Before asking the model, you can run a local preflight check:

commitr doctor

doctor catches deterministic issues such as:

  • no staged changes
  • missing model/provider configuration
  • binary diffs where content is invisible to the model
  • very large diffs that may lose details
  • lockfile-only commits that may be missing the dependency change

Issue context (--issue)

commitr knows that why matters more than what. Point it at an issue and the model sees the issue's title, body, labels, and state when drafting:

commitr --issue 42                     # explicit
commitr                                 # auto-detected from branch `feat/42-foo`
commitr --no-issue                      # skip auto-detect

Auto-detect matches common patterns: feat/123-name, fix-issue-42-crash, gh-777, issue/9000. Uses gh under the hood, so you need it installed and authenticated — but it fails silently if not available (your commit isn't blocked).

Diff cache

Identical diffs produce identical messages. Cache hits return instantly with no API call — useful for regen, doctor, and frequent staging churn:

commitr cache                          # show entries + disk usage
commitr cache --clear                  # wipe everything
commitr --no-cache                     # one-off bypass

Cache lives at ~/.cache/commitr/ (or $XDG_CACHE_HOME/commitr/). LRU-by-mtime, 7-day TTL, 200-entry cap. Invalidated by changes in model, diff, or repo style.

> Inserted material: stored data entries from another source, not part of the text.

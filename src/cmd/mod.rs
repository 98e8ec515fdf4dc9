//! CLI command implementations.
//!
//! | Module    | Commands handled     |
//! |-----------|----------------------|
//! | `serve`   | `Serve`              |
//! | `project` | `Init`, `Stages`     |
//! | `config`  | `Config`             |
//! | `runs`    | `Runs`               |

pub mod config;
pub mod project;
pub mod runs;
pub mod serve;

pub use config::cmd_config;
pub use project::{cmd_init, cmd_stages};
pub use runs::cmd_runs;
pub use serve::cmd_serve;
//! Static mapping from run mode to the ordered stages a run walks through.

use super::models::{RunInputs, RunMode, StageDefinition, StageId};

pub const INGEST: StageDefinition = StageDefinition {
    id: StageId::Ingest,
    label: "Ingest",
};
pub const GENERATE: StageDefinition = StageDefinition {
    id: StageId::Generate,
    label: "Generate",
};
pub const DRIFT: StageDefinition = StageDefinition {
    id: StageId::Drift,
    label: "Drift Check",
};
pub const REVIEW: StageDefinition = StageDefinition {
    id: StageId::Review,
    label: "Human Review",
};
pub const EXPORT: StageDefinition = StageDefinition {
    id: StageId::Export,
    label: "Export",
};

/// Ordered stage list for `mode`. Consulted once, when a run is created.
pub fn stages_for(mode: RunMode) -> &'static [StageDefinition] {
    match mode {
        RunMode::Full => &[INGEST, GENERATE, DRIFT, REVIEW, EXPORT],
        RunMode::Ingest => &[INGEST],
        RunMode::Images | RunMode::Video => &[GENERATE],
        RunMode::Drift => &[DRIFT],
        RunMode::Export => &[REVIEW, EXPORT],
    }
}

pub fn definition(id: StageId) -> StageDefinition {
    match id {
        StageId::Ingest => INGEST,
        StageId::Generate => GENERATE,
        StageId::Drift => DRIFT,
        StageId::Review => REVIEW,
        StageId::Export => EXPORT,
    }
}

/// Whether the engine should invoke the executor for `stage`.
///
/// Every stage in a run's frozen list is selected unless the run's inputs name
/// it in `skipStages`.
pub fn is_selected(stage: StageId, inputs: &RunInputs) -> bool {
    let Some(skip) = inputs.get("skipStages").and_then(|v| v.as_array()) else {
        return true;
    };
    !skip
        .iter()
        .filter_map(|v| v.as_str())
        .any(|s| s.eq_ignore_ascii_case(stage.as_str()))
}

/// Reject `skipStages` entries that do not name a stage.
pub fn validate_inputs(inputs: &RunInputs) -> Result<(), String> {
    match inputs.get("skipStages") {
        None => Ok(()),
        Some(serde_json::Value::Array(items)) => {
            for item in items {
                let name = item
                    .as_str()
                    .ok_or_else(|| format!("skipStages entries must be strings, got {}", item))?;
                name.to_lowercase().parse::<StageId>()?;
            }
            Ok(())
        }
        Some(other) => Err(format!("skipStages must be an array, got {}", other)),
    }
}

#[cfg(test)]
mod tests {
    use super::*;
    use serde_json::json;

    fn inputs(value: serde_json::Value) -> RunInputs {
        value.as_object().cloned().unwrap_or_default()
    }

    #[test]
    fn test_full_mode_has_all_five_stages_in_order() {
        let ids: Vec<StageId> = stages_for(RunMode::Full).iter().map(|s| s.id).collect();
        assert_eq!(
            ids,
            vec![
                StageId::Ingest,
                StageId::Generate,
                StageId::Drift,
                StageId::Review,
                StageId::Export
            ]
        );
    }

    #[test]
    fn test_single_stage_modes() {
        assert_eq!(stages_for(RunMode::Drift), &[DRIFT]);
        assert_eq!(stages_for(RunMode::Ingest), &[INGEST]);
        assert_eq!(stages_for(RunMode::Images), &[GENERATE]);
        assert_eq!(stages_for(RunMode::Video), &[GENERATE]);
    }

    #[test]
    fn test_export_mode_passes_through_review_gate() {
        assert_eq!(stages_for(RunMode::Export), &[REVIEW, EXPORT]);
    }

    #[test]
    fn test_definition_matches_registry_labels() {
        for mode in RunMode::ALL {
            for def in stages_for(mode) {
                assert_eq!(definition(def.id), *def);
            }
        }
    }

    #[test]
    fn test_is_selected_defaults_to_true() {
        assert!(is_selected(StageId::Drift, &RunInputs::new()));
    }

    #[test]
    fn test_skip_stages_deselects() {
        let inputs = inputs(json!({"skipStages": ["drift", "Export"]}));
        assert!(!is_selected(StageId::Drift, &inputs));
        assert!(!is_selected(StageId::Export, &inputs));
        assert!(is_selected(StageId::Ingest, &inputs));
    }

    #[test]
    fn test_validate_inputs_rejects_unknown_stage() {
        assert!(validate_inputs(&inputs(json!({"skipStages": ["ingest"]}))).is_ok());
        assert!(validate_inputs(&inputs(json!({"skipStages": ["render"]}))).is_err());
        assert!(validate_inputs(&inputs(json!({"skipStages": "drift"}))).is_err());
        assert!(validate_inputs(&inputs(json!({"skipStages": [3]}))).is_err());
    }
}
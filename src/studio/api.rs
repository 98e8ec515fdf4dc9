use std::convert::Infallible;
use std::sync::Arc;

use axum::{
    Json, Router,
    body::Bytes,
    extract::{Path, State, rejection::JsonRejection},
    http::StatusCode,
    response::{
        IntoResponse, Response,
        sse::{Event, KeepAlive, Sse},
    },
    routing::{get, post},
};
use futures::Stream;
use serde::Deserialize;
use tokio_util::sync::CancellationToken;

use super::models::{RunId, RunInputs, RunRecord};
use super::pipeline::{PipelineEngine, ReviewDecision};
use super::sse;
use crate::errors::OrchestratorError;

// ── Shared application state ──────────────────────────────────────────

pub struct AppState {
    pub engine: PipelineEngine,
    /// Fired when the server starts shutting down; ends open event streams.
    pub shutdown: CancellationToken,
}

pub type SharedState = Arc<AppState>;

impl AppState {
    pub fn new(engine: PipelineEngine) -> Self {
        Self {
            engine,
            shutdown: CancellationToken::new(),
        }
    }
}

// ── Request payload types ─────────────────────────────────────────────

#[derive(Deserialize)]
pub struct CreateRunRequest {
    pub mode: String,
    #[serde(default)]
    pub inputs: Option<RunInputs>,
}

#[derive(Deserialize, Default)]
pub struct ReviewRequest {
    pub notes: Option<String>,
}

// ── Error handling ────────────────────────────────────────────────────

#[derive(Debug)]
pub enum ApiError {
    NotFound(String),
    BadRequest(String),
    Conflict(String),
    Internal(String),
}

impl IntoResponse for ApiError {
    fn into_response(self) -> Response {
        let (status, message) = match self {
            ApiError::NotFound(msg) => (StatusCode::NOT_FOUND, msg),
            ApiError::BadRequest(msg) => (StatusCode::BAD_REQUEST, msg),
            ApiError::Conflict(msg) => (StatusCode::CONFLICT, msg),
            ApiError::Internal(msg) => (StatusCode::INTERNAL_SERVER_ERROR, msg),
        };
        (status, Json(serde_json::json!({"error": message}))).into_response()
    }
}

impl From<OrchestratorError> for ApiError {
    fn from(err: OrchestratorError) -> Self {
        let message = err.to_string();
        match err {
            OrchestratorError::ClientNotFound { .. } | OrchestratorError::RunNotFound { .. } => {
                ApiError::NotFound(message)
            }
            OrchestratorError::InvalidMode(_) | OrchestratorError::InvalidInputs(_) => {
                ApiError::BadRequest(message)
            }
            OrchestratorError::InvalidTransition { .. } => ApiError::Conflict(message),
            OrchestratorError::Store(_) | OrchestratorError::Other(_) => {
                tracing::error!(error = %message, "request failed");
                ApiError::Internal(message)
            }
        }
    }
}

impl From<JsonRejection> for ApiError {
    fn from(rejection: JsonRejection) -> Self {
        ApiError::BadRequest(rejection.body_text())
    }
}

// ── Router ────────────────────────────────────────────────────────────

pub fn api_router() -> Router<SharedState> {
    Router::new()
        .route("/health", get(health_check))
        .route("/clients", get(list_clients))
        .route("/clients/{client_id}/runs", post(create_run))
        .route("/runs", get(list_runs))
        .route("/runs/{id}", get(get_run))
        .route("/runs/{id}/logs", get(stream_run_logs))
        .route("/runs/{id}/cancel", post(cancel_run))
        .route("/runs/{id}/review", get(get_review))
        .route("/runs/{id}/review/approve", post(approve_review))
        .route("/runs/{id}/review/reject", post(reject_review))
        .route("/runs/{id}/artifacts", get(list_artifacts))
        .route("/runs/{id}/export", post(export_run))
}

// ── Helpers ───────────────────────────────────────────────────────────

/// A malformed id cannot name a run, so it is reported like a missing one.
fn parse_run_id(raw: &str) -> Result<RunId, ApiError> {
    raw.parse()
        .map_err(|_| ApiError::NotFound(format!("Run {} not found", raw)))
}

fn parse_review_body(body: &Bytes) -> Result<ReviewRequest, ApiError> {
    if body.iter().all(u8::is_ascii_whitespace) {
        return Ok(ReviewRequest::default());
    }
    serde_json::from_slice(body)
        .map_err(|e| ApiError::BadRequest(format!("Invalid review body: {}", e)))
}

// ── Handlers ──────────────────────────────────────────────────────────

async fn health_check() -> &'static str {
    "ok"
}

async fn list_clients(State(state): State<SharedState>) -> Result<impl IntoResponse, ApiError> {
    let clients = state
        .engine
        .clients()
        .list()
        .await
        .map_err(|e| ApiError::Internal(format!("Failed to list clients: {:#}", e)))?;
    Ok(Json(clients))
}

async fn create_run(
    State(state): State<SharedState>,
    Path(client_id): Path<String>,
    payload: Result<Json<CreateRunRequest>, JsonRejection>,
) -> Result<impl IntoResponse, ApiError> {
    let Json(req) = payload?;
    let run = state
        .engine
        .create_run(&client_id, &req.mode, req.inputs.unwrap_or_default())
        .await?;
    Ok((StatusCode::CREATED, Json(run)))
}

async fn list_runs(State(state): State<SharedState>) -> Result<impl IntoResponse, ApiError> {
    Ok(Json(state.engine.list_runs().await?))
}

async fn get_run(
    State(state): State<SharedState>,
    Path(id): Path<String>,
) -> Result<impl IntoResponse, ApiError> {
    let run_id = parse_run_id(&id)?;
    Ok(Json(state.engine.get_run(run_id).await?))
}

async fn stream_run_logs(
    State(state): State<SharedState>,
    Path(id): Path<String>,
) -> Result<Sse<impl Stream<Item = Result<Event, Infallible>>>, ApiError> {
    let run_id = parse_run_id(&id)?;
    let run = state.engine.get_run(run_id).await?;
    let subscription = state.engine.broadcaster().subscribe(run_id, run);
    let stream = sse::event_stream(subscription, state.shutdown.clone());
    Ok(Sse::new(stream).keep_alive(KeepAlive::default()))
}

async fn cancel_run(
    State(state): State<SharedState>,
    Path(id): Path<String>,
) -> Result<impl IntoResponse, ApiError> {
    let run_id = parse_run_id(&id)?;
    Ok(Json(state.engine.cancel_and_wait(run_id).await?))
}

async fn get_review(
    State(state): State<SharedState>,
    Path(id): Path<String>,
) -> Result<impl IntoResponse, ApiError> {
    let run_id = parse_run_id(&id)?;
    let run = state.engine.get_run(run_id).await?;
    Ok(Json(run.review_state))
}

async fn decide(
    state: &SharedState,
    id: &str,
    decision: ReviewDecision,
    body: &Bytes,
) -> Result<Json<RunRecord>, ApiError> {
    let run_id = parse_run_id(id)?;
    let req = parse_review_body(body)?;
    let run = state.engine.decide_review(run_id, decision, req.notes).await?;
    Ok(Json(run))
}

async fn approve_review(
    State(state): State<SharedState>,
    Path(id): Path<String>,
    body: Bytes,
) -> Result<impl IntoResponse, ApiError> {
    decide(&state, &id, ReviewDecision::Approve, &body).await
}

async fn reject_review(
    State(state): State<SharedState>,
    Path(id): Path<String>,
    body: Bytes,
) -> Result<impl IntoResponse, ApiError> {
    decide(&state, &id, ReviewDecision::Reject, &body).await
}

async fn list_artifacts(
    State(state): State<SharedState>,
    Path(id): Path<String>,
) -> Result<impl IntoResponse, ApiError> {
    let run_id = parse_run_id(&id)?;
    let run = state.engine.get_run(run_id).await?;
    Ok(Json(run.artifacts))
}

async fn export_run(
    State(state): State<SharedState>,
    Path(id): Path<String>,
) -> Result<impl IntoResponse, ApiError> {
    let run_id = parse_run_id(&id)?;
    let artifact = state.engine.force_export(run_id).await?;
    Ok((StatusCode::CREATED, Json(artifact)))
}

PR description mode (commitr pr)

Same style-learning pipeline, but for pull requests — learns from your repo's recent merged PR titles and your branch's commits + diff:

commitr pr                             # print proposal
commitr pr --create                    # generate + `gh pr create` in one go
commitr pr --base origin/develop       # different base

Hunk-level splitting (--split --hunks)

The roadmap headliner. commitr --split already groups files into independent commits. With --hunks it goes one level deeper — splitting within a file:

git add big-refactor.py                 # staged 3 unrelated hunks in one file
commitr --split --hunks
# → group 1: hunks #0 + #2 (the feature)
# → group 2: hunk #1 (the unrelated bugfix)
# Each group is staged via `git apply --cached` and committed separately.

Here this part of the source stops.